Task goal
Scan the data beneath this task and copy each line that includes "connection".

Collected data entries

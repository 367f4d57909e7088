//! Health check endpoints.
//!
//! These endpoints are used by load balancers and orchestration systems
//! to determine if the service is healthy and ready to receive traffic.

use axum::{extract::State, http::StatusCode, response::IntoResponse, routing::get, Json, Router};
use chrono::Utc;
use serde::Serialize;

use crate::state::AppState;

/// Health check response.
#[derive(Debug, Serialize)]
#[cfg_attr(test, derive(serde::Deserialize))]
pub struct HealthResponse {
    /// Service status: "ok" or "degraded".
    pub status: String,

    /// Service name.
    pub service: String,

    /// Service version.
    pub version: String,

    /// Current timestamp (ISO 8601).
    pub timestamp: String,

    /// Detailed component health (optional).
    #[serde(skip_serializing_if = "Option::is_none")]
    pub components: Option<ComponentHealth>,
}

/// Component health details.
#[derive(Debug, Serialize)]
#[cfg_attr(test, derive(serde::Deserialize))]
pub struct ComponentHealth {
    /// Database connection status.
    pub database: ComponentStatus,
}

/// Individual component status.
#[derive(Debug, Serialize)]
#[cfg_attr(test, derive(serde::Deserialize))]
pub struct ComponentStatus {
    /// Status: "ok", "degraded", or "unavailable".
    pub status: String,

    /// Optional message with details.
    #[serde(skip_serializing_if = "Option::is_none")]
    pub message: Option<String>,
}

/// Create health check routes.
pub fn routes() -> Router<AppState> {
    Router::new()
        .route("/healthz", get(healthz))
        .route("/readyz", get(readyz))
        .route("/livez", get(livez))
}

/// Basic health check - is the service running?
///
/// This is a simple liveness probe that returns 200 if the server is up.
/// It does not check dependencies.
async fn healthz() -> impl IntoResponse {
    Json(HealthResponse {
        status: "ok".to_string(),
        service: "control-plane".to_string(),
        version: env!("CARGO_PKG_VERSION").to_string(),
        timestamp: Utc::now().to_rfc3339(),
        components: None,
    })
}

/// Readiness check - is the service ready to receive traffic?
///
/// This checks that all critical dependencies are available.
/// Returns 503 if the service is not ready.
async fn readyz(State(state): State<AppState>) -> impl IntoResponse {
    let db_result = state.db().health_check().await;
    let db_ok = db_result.is_ok();
    let db_message = db_result.err().map(|e| e.to_string());

    let components = ComponentHealth {
        database: ComponentStatus {
            status: if db_ok { "ok" } else { "unavailable" }.to_string(),
            message: db_message,
        },
    };

    let response = HealthResponse {
        status: if db_ok { "ok" } else { "degraded" }.to_string(),
        service: "control-plane".to_string(),
        version: env!("CARGO_PKG_VERSION").to_string(),
        timestamp: Utc::now().to_rfc3339(),
        components: Some(components),
    };

    if db_ok {
        (StatusCode::OK, Json(response))
    } else {
        (StatusCode::SERVICE_UNAVAILABLE, Json(response))
    }
}

/// Liveness check - is the service alive?
///
/// This is a minimal check for Kubernetes liveness probes.
/// Returns 200 with minimal body for efficiency.
async fn livez() -> impl IntoResponse {
    StatusCode::OK
}

#[cfg(test)]
mod tests {
    use super::*;

    #[tokio::test]
    async fn test_healthz_returns_ok() {
        let response = healthz().await.into_response();
        assert_eq!(response.status(), StatusCode::OK);
    }

    #[tokio::test]
    async fn test_livez_returns_ok() {
        let response = livez().await.into_response();
        assert_eq!(response.status(), StatusCode::OK);
    }

    // Integration tests for readyz would require a database connection.
}
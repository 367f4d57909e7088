//! Error types for ID parsing.

use thiserror::Error;

/// Errors that can occur when parsing an opaque ID from a wire value.
#[derive(Debug, Error, Clone, PartialEq, Eq)]
pub enum IdError {
    /// The integer value is not a valid ID (must be positive).
    #[error("invalid ID value: {0} (must be a positive integer)")]
    NotPositive(i64),

    /// The string could not be parsed as an integer.
    #[error("invalid ID format: {0}")]
    InvalidFormat(String),
}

Answer below
    /// Database connection status.
    // Integration tests for readyz would require a database connection.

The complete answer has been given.